Saved entries:
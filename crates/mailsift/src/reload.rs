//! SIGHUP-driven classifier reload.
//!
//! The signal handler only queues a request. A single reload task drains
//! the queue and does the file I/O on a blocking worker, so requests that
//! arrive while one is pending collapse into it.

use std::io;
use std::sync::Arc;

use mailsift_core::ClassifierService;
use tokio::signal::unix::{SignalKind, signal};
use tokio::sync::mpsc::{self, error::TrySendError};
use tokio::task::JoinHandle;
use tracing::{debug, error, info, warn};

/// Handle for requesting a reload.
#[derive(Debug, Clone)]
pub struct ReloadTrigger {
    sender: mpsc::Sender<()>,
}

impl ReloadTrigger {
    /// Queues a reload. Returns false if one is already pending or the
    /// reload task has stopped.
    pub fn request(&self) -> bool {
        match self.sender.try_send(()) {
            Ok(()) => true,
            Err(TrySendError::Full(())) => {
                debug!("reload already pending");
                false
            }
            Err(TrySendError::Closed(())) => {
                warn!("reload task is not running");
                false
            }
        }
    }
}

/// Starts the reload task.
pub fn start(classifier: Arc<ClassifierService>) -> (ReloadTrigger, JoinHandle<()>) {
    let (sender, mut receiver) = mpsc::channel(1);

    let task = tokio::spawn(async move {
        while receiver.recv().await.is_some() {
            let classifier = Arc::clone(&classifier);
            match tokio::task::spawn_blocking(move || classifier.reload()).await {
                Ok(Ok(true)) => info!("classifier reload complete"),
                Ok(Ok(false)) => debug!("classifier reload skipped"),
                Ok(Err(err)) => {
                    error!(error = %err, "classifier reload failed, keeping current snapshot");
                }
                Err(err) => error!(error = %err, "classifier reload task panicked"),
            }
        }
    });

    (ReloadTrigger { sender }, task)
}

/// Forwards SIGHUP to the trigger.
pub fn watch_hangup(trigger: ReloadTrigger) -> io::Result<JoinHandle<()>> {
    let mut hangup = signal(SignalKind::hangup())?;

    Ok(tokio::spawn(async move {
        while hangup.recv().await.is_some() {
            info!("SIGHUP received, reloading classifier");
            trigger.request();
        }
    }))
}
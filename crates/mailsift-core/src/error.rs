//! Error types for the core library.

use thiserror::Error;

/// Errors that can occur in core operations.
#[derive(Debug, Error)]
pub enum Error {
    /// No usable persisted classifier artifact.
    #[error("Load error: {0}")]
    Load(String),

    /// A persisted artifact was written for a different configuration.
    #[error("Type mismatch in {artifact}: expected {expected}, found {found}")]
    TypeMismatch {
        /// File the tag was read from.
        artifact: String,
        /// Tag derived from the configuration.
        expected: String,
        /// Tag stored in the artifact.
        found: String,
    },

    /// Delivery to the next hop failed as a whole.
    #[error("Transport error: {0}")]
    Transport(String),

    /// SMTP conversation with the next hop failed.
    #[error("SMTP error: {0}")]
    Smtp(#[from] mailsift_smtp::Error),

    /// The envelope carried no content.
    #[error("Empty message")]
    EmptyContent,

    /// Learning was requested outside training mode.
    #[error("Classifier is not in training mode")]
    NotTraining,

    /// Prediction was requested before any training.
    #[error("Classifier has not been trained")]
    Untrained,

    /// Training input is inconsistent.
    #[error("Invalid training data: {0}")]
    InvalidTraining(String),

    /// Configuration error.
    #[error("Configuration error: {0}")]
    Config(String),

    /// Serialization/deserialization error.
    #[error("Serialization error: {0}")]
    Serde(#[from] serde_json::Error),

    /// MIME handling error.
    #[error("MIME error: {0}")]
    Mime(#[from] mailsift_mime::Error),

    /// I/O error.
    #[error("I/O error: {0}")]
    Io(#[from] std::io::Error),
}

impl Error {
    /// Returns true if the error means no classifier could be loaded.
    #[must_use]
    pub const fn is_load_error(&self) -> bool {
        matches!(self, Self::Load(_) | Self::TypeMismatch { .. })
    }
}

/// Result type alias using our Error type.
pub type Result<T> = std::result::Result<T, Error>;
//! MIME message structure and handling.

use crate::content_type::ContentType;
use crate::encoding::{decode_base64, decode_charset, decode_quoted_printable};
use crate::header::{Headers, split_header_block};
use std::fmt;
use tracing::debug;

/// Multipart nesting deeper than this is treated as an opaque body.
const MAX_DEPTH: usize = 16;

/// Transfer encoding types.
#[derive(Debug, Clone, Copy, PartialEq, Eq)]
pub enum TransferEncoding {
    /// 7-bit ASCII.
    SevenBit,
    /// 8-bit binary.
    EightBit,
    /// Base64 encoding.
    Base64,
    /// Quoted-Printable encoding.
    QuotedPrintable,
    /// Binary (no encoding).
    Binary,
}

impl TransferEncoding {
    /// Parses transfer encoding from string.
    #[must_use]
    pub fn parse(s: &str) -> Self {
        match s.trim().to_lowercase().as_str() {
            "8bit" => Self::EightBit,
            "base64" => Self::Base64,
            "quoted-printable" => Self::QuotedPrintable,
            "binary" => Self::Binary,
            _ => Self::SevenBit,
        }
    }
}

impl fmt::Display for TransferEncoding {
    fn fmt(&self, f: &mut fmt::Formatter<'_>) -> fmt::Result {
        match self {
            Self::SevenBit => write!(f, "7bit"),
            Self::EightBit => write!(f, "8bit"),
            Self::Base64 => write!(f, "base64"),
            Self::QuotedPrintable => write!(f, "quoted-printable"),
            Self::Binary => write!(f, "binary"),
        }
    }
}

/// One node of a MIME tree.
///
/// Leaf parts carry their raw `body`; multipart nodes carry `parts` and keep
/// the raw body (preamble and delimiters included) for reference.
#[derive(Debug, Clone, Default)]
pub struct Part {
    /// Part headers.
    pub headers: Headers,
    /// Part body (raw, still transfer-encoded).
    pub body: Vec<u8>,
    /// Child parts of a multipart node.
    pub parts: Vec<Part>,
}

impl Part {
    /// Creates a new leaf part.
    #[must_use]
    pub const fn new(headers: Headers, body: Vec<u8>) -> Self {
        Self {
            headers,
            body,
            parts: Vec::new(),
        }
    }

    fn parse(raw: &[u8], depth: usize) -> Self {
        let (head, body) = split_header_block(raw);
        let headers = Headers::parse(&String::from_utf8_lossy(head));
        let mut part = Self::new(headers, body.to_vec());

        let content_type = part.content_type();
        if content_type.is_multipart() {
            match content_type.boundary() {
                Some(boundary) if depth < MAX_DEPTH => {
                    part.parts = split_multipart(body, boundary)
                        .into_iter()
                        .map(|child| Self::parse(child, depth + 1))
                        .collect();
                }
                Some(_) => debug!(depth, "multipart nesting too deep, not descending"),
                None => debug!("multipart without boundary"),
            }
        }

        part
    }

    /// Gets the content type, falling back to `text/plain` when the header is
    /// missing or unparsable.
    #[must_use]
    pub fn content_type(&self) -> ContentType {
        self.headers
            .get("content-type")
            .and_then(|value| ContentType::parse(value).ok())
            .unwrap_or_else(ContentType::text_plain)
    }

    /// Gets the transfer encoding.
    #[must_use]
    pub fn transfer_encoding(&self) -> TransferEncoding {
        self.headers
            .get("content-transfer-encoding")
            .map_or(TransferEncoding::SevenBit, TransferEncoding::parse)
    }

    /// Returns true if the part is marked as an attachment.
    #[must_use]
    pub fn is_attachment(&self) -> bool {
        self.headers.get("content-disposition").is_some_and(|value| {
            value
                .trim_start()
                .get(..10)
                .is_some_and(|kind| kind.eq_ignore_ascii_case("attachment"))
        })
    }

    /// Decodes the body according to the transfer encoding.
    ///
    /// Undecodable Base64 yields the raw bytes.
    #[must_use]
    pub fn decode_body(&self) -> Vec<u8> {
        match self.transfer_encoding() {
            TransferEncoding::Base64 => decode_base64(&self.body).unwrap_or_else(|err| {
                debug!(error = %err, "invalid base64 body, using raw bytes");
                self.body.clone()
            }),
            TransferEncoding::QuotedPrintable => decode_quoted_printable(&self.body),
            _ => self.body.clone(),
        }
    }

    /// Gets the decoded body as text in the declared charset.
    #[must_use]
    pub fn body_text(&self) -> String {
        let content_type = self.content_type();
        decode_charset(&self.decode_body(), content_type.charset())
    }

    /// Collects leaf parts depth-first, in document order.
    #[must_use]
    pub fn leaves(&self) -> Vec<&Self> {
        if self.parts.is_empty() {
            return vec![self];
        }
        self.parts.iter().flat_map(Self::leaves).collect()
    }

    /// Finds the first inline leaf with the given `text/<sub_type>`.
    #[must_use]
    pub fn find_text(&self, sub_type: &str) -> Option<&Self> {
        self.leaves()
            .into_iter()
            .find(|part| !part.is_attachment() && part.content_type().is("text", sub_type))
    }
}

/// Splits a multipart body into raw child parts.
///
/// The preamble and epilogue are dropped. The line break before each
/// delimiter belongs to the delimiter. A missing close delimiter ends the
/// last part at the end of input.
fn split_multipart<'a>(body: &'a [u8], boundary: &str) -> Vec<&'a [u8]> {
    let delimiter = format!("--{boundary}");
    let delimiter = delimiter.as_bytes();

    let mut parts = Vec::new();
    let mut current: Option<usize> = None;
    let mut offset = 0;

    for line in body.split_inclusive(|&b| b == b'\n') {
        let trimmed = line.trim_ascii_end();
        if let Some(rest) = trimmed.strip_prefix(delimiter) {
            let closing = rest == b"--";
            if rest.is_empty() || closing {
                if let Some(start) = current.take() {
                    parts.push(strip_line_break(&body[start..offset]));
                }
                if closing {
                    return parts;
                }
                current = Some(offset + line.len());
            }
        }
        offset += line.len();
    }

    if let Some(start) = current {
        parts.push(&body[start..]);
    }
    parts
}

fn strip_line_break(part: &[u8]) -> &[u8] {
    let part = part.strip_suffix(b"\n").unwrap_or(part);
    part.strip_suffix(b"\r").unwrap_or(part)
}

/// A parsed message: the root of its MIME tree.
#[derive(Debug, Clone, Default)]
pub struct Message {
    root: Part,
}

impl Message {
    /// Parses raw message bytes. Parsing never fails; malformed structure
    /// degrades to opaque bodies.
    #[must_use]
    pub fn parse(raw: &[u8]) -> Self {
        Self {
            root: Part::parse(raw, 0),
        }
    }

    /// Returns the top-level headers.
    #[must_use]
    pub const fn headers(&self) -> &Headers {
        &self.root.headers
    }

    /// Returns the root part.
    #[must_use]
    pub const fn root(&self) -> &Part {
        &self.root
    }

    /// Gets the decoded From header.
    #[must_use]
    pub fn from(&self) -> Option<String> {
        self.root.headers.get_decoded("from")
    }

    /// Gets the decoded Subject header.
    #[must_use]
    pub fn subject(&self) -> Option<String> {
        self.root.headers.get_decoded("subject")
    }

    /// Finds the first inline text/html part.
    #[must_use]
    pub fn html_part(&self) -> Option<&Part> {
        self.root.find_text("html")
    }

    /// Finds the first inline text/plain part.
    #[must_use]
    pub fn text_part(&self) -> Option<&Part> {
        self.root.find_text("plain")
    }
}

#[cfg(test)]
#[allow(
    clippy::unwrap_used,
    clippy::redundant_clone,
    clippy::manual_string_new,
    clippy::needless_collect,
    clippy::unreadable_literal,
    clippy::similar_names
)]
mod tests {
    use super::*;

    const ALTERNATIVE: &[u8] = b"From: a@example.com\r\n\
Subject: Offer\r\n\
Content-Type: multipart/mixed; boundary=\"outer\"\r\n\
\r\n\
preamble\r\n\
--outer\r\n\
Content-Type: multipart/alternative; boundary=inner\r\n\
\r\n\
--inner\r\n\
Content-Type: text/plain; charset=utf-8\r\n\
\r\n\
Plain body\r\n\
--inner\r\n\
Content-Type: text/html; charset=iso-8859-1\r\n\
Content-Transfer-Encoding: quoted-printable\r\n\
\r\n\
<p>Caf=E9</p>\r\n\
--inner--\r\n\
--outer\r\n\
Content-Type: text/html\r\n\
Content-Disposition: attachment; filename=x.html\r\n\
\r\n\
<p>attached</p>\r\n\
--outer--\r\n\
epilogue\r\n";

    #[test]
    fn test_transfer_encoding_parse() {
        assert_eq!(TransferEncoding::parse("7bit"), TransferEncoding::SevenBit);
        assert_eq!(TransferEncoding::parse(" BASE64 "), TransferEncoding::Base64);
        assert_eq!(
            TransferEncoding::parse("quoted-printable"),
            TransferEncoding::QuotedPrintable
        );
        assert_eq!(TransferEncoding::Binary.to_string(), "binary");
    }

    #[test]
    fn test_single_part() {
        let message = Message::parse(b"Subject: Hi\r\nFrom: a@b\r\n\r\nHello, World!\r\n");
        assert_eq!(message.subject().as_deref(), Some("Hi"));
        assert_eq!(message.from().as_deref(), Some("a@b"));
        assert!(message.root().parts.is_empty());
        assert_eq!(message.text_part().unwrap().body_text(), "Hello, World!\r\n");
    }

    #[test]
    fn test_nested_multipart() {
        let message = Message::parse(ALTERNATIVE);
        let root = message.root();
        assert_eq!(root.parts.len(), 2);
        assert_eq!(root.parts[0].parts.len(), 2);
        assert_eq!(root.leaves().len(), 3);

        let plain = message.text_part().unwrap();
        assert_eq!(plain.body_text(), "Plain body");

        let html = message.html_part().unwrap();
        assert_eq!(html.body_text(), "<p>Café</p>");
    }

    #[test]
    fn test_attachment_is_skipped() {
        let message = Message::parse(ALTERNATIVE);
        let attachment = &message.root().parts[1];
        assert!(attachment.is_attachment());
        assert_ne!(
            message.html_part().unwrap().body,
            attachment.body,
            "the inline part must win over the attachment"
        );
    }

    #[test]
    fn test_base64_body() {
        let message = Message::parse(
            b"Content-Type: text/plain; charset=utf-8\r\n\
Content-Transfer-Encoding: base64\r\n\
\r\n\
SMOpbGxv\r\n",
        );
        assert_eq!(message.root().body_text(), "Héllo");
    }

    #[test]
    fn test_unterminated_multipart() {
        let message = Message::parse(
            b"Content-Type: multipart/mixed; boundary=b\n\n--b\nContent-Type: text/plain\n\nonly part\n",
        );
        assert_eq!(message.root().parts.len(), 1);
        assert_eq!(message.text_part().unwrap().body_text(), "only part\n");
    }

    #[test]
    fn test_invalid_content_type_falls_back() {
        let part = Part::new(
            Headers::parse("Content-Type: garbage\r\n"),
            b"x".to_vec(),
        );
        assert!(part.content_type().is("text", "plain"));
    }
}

◆ **YOUR TASK**: Copy each line in the entries above where "SevenBit" turns up.

◆ **SOLUTION TO THIS PROBLEM**:
    SevenBit,
            _ => Self::SevenBit,
            Self::SevenBit => write!(f, "7bit"),
            .map_or(TransferEncoding::SevenBit, TransferEncoding::parse)
        assert_eq!(TransferEncoding::parse("7bit"), TransferEncoding::SevenBit);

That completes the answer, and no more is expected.